BEGIN RECORD EXCERPTS

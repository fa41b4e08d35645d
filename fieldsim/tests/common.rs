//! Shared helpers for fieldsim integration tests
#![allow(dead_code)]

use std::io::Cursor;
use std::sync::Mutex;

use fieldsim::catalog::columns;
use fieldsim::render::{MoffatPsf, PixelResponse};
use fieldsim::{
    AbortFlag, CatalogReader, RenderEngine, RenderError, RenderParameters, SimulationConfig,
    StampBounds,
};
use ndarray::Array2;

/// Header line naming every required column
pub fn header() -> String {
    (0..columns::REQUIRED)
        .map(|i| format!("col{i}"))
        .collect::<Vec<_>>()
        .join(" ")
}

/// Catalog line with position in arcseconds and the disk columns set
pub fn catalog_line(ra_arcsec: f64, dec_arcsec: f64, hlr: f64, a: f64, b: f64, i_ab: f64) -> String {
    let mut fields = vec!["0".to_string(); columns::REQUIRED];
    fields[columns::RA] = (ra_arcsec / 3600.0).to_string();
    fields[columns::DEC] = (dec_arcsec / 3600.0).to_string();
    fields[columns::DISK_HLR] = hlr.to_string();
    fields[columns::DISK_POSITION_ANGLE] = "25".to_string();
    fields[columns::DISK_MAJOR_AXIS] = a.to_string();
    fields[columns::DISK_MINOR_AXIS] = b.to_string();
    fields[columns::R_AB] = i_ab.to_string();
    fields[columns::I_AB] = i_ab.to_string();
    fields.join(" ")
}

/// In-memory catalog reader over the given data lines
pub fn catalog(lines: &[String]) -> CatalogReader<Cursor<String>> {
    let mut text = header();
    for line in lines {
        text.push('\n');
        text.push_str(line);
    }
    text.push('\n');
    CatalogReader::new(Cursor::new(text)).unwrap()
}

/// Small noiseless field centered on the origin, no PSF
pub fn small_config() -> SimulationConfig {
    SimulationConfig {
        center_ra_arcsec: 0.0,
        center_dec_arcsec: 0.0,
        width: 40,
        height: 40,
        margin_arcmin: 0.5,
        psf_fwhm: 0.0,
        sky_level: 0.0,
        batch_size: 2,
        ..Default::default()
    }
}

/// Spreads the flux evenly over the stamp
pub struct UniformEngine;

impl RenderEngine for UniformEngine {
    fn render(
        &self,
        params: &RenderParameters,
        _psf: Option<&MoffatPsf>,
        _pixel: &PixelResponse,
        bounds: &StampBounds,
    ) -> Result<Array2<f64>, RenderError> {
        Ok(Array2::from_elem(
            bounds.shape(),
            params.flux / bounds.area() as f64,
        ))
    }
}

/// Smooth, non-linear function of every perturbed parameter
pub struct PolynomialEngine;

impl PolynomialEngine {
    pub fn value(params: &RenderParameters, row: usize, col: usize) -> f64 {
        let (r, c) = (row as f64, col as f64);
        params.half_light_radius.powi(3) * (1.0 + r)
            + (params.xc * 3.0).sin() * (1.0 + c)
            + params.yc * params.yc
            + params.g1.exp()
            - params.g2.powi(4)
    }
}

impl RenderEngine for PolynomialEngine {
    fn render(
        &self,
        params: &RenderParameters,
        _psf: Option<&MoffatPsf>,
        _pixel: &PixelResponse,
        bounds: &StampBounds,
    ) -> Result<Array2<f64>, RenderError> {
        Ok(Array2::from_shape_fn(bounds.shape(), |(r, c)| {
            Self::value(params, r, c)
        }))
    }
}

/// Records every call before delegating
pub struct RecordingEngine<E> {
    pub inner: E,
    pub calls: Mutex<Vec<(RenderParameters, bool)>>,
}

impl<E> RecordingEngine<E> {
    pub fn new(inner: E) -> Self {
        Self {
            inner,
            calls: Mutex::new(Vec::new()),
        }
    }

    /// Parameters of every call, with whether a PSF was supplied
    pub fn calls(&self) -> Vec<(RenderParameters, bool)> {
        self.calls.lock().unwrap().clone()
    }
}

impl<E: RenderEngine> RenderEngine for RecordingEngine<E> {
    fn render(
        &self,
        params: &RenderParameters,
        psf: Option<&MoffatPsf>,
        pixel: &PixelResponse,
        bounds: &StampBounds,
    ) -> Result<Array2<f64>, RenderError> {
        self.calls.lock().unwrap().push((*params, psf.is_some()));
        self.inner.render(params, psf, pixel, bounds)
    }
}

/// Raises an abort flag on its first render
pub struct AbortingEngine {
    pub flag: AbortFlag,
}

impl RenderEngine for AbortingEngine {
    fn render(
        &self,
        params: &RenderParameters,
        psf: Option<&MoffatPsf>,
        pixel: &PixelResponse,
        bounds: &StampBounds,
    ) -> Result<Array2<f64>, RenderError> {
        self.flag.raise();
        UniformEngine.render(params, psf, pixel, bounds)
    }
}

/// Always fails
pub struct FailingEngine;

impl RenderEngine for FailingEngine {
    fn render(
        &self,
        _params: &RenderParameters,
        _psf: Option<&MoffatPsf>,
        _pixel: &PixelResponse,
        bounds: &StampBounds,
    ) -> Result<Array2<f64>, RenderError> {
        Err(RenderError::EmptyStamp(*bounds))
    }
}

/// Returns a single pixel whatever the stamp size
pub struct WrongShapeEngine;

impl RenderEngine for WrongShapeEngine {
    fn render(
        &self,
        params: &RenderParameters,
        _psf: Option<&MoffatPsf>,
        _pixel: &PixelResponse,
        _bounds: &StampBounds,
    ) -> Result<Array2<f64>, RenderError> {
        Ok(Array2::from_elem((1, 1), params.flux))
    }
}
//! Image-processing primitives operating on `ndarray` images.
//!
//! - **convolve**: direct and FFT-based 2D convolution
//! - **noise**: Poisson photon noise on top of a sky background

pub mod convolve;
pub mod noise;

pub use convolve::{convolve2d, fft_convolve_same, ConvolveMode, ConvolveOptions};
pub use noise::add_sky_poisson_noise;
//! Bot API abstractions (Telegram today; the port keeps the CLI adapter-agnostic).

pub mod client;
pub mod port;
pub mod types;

END RECORD EXCERPTS

## EXERCISE DIRECTIONS
Look over the records above and filter for each line with the word "WrongShapeEngine".

## FINAL ANSWER
pub struct WrongShapeEngine;
impl RenderEngine for WrongShapeEngine {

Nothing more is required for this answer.